USDA overrules lower-level official, retains salmonella standard
The Bush administration decided Thursday to withdraw the Agriculture Department's proposal to end the requirement for zero tolerance of salmonella in school lunch hamburger meat.
Agriculture Secretary Ann Veneman released a statement Thursday saying, "We're withdrawing proposed changes in procedures for meat and poultry related to the school lunch program" because they were "released prior to receiving appropriate review."
Sen. Richard Durbin, D-Ill, Rep. Rosa DeLauro, D-Conn., and Consumer Federation of America food safety expert Carol Tucker Foreman praised the reversal, but denounced the administration's plans to change a Clinton administration requirement enacted last year at the request of consumer groups.
"We thank [the] Bush administration for seeing the folly of their ways," Durbin said, but added: "First it's arsenic in water. Now it's salmonella in school lunches. Where will this end? Beef in our school lunch program is paid for by taxpayers and served to young children who are vulnerable to foodborne illnesses. Both deserve better than ground beef that might not even meet the standards required by some fast food restaurants."

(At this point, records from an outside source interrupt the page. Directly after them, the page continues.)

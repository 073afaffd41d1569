//! Memoization of enhancement results.
//!
//! Results are keyed on the request with any embedded image payload removed,
//! so editing requests that differ only in their inline image share an entry.
//! The cache is unbounded and lives as long as the process. It is filled only
//! after a call resolves: concurrent calls with the same key may each reach
//! the remote service, and the last one to finish wins the slot.

use super::enhancer::Enhancer;
use crate::types::{is_embedded_image, EnhancementRequest};
use serde_json::Value;
use std::collections::HashMap;
use std::sync::Mutex;

/// [`Enhancer`] wrapper that serves repeated requests from memory.
pub struct MemoizedEnhancer {
    inner: Enhancer,
    cache: Mutex<HashMap<String, String>>,
}

impl MemoizedEnhancer {
    pub fn new(inner: Enhancer) -> Self {
        Self {
            inner,
            cache: Mutex::new(HashMap::new()),
        }
    }

    /// Enhance a prompt, returning the cached result for a repeated key.
    pub async fn enhance(&self, request: &EnhancementRequest) -> String {
        let key = cache_key(request);
        tracing::debug!(target: "refract::trace", "cache key {key}");

        if let Some(hit) = self.lookup(&key) {
            return hit;
        }

        let result = self.inner.enhance(request).await;
        self.cache_lock().insert(key, result.clone());
        result
    }

    /// Number of cached results.
    pub(crate) fn len(&self) -> usize {
        self.cache_lock().len()
    }

    fn lookup(&self, key: &str) -> Option<String> {
        self.cache_lock().get(key).cloned()
    }

    // Entries are plain strings, so a poisoned map is still consistent.
    fn cache_lock(&self) -> std::sync::MutexGuard<'_, HashMap<String, String>> {
        self.cache
            .lock()
            .unwrap_or_else(|poisoned| poisoned.into_inner())
    }
}

/// Serialize the request arguments as a JSON array, dropping inline images.
///
/// An absent image adds nothing; a non-embedded reference (e.g. an `https://`
/// URL) is part of the key.
pub fn cache_key(request: &EnhancementRequest) -> String {
    let mut args = vec![
        Value::from(request.prompt.as_str()),
        Value::from(request.model.as_str()),
        Value::from(request.seed),
    ];
    if let Some(image) = request.image.as_deref() {
        if !is_embedded_image(image) {
            args.push(Value::from(image));
        }
    }
    Value::Array(args).to_string()
}
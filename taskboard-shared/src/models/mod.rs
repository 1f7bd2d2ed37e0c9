/// Database models for Taskboard
///
/// Each model exposes associated async functions that run against any
/// PostgreSQL executor (a pool or an open transaction).
///
/// # Models
///
/// - `user`: User accounts, credentials and login throttle state
/// - `task`: Tasks with priority, status and due date
/// - `assignment`: Task-to-user binding with a priority flag
///
/// # Example
///
/// ```no_run
/// use taskboard_shared::models::task::{CreateTask, Task, TaskStatus};
/// use sqlx::PgPool;
///
/// # async fn example(pool: PgPool) -> Result<(), sqlx::Error> {
/// let task = Task::create(&pool, CreateTask {
///     title: "Review budget".to_string(),
///     description: None,
///     priority: None,
///     due_date: None,
///     status: TaskStatus::Pending,
///     created_by: Some("ana".to_string()),
///     note: None,
///     now: chrono::Utc::now(),
/// }).await?;
/// # Ok(())
/// # }
/// ```

pub mod assignment;
pub mod task;
pub mod user;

Durbin said Bush "needs to call in his Cabinet and say `Hold off on the special interest groups for a while.'" Asked by a reporter if the White House was in a "shakedown period," Durbin said: "I'm not going to let them off the hook. Mothers across America will not tolerate this sort of thing."

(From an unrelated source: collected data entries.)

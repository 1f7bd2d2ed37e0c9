//! # Taskboard Shared Library
//!
//! Domain logic for the Taskboard API: accounts with brute-force lockout,
//! tasks and their assignments.
//!
//! ## Module Organization
//!
//! - `models`: Database rows and their queries
//! - `store`: Persistence trait with PostgreSQL and in-memory backends
//! - `db`: Connection pool and migrations
//! - `auth`: Password hashing, login throttle and the auth service
//! - `tasks`: Task assignment service
//! - `validation`: Input rules
//! - `error`: Domain error taxonomy

pub mod auth;
pub mod db;
pub mod error;
pub mod models;
pub mod store;
pub mod tasks;
pub mod validation;

/// Current version of the Taskboard shared library
pub const VERSION: &str = env!("CARGO_PKG_VERSION");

National Cattlemen's Beef Association lobbyist Chandler Keys said the rule USDA proposed would "mirror" the salmonella standards commercial firms use to buy meat, but Foreman, who noted there are deaths from salmonella each year, said the standards for school lunch should be higher because taxpayers pay for it.
The Clinton administration had established the zero tolerance requirement on an interim basis last year, but it had not been finalized. The USDA Agriculture Marketing Service's decision to change the requirement had not been formally announced, but was the subject of front-page stories in newspapers across the country on Thursday, perhaps signaling confusion between the White House and the Agriculture Department.
But Foreman and White House Press Secretary Ari Fleischer said a low-level USDA employee made the decision. Foreman said consumer groups found out about it after acting Agriculture Marketing Service Administrator Ken Clayton went to North Carolina and "bragged" about the decision in a speech and then informed Veneman about it.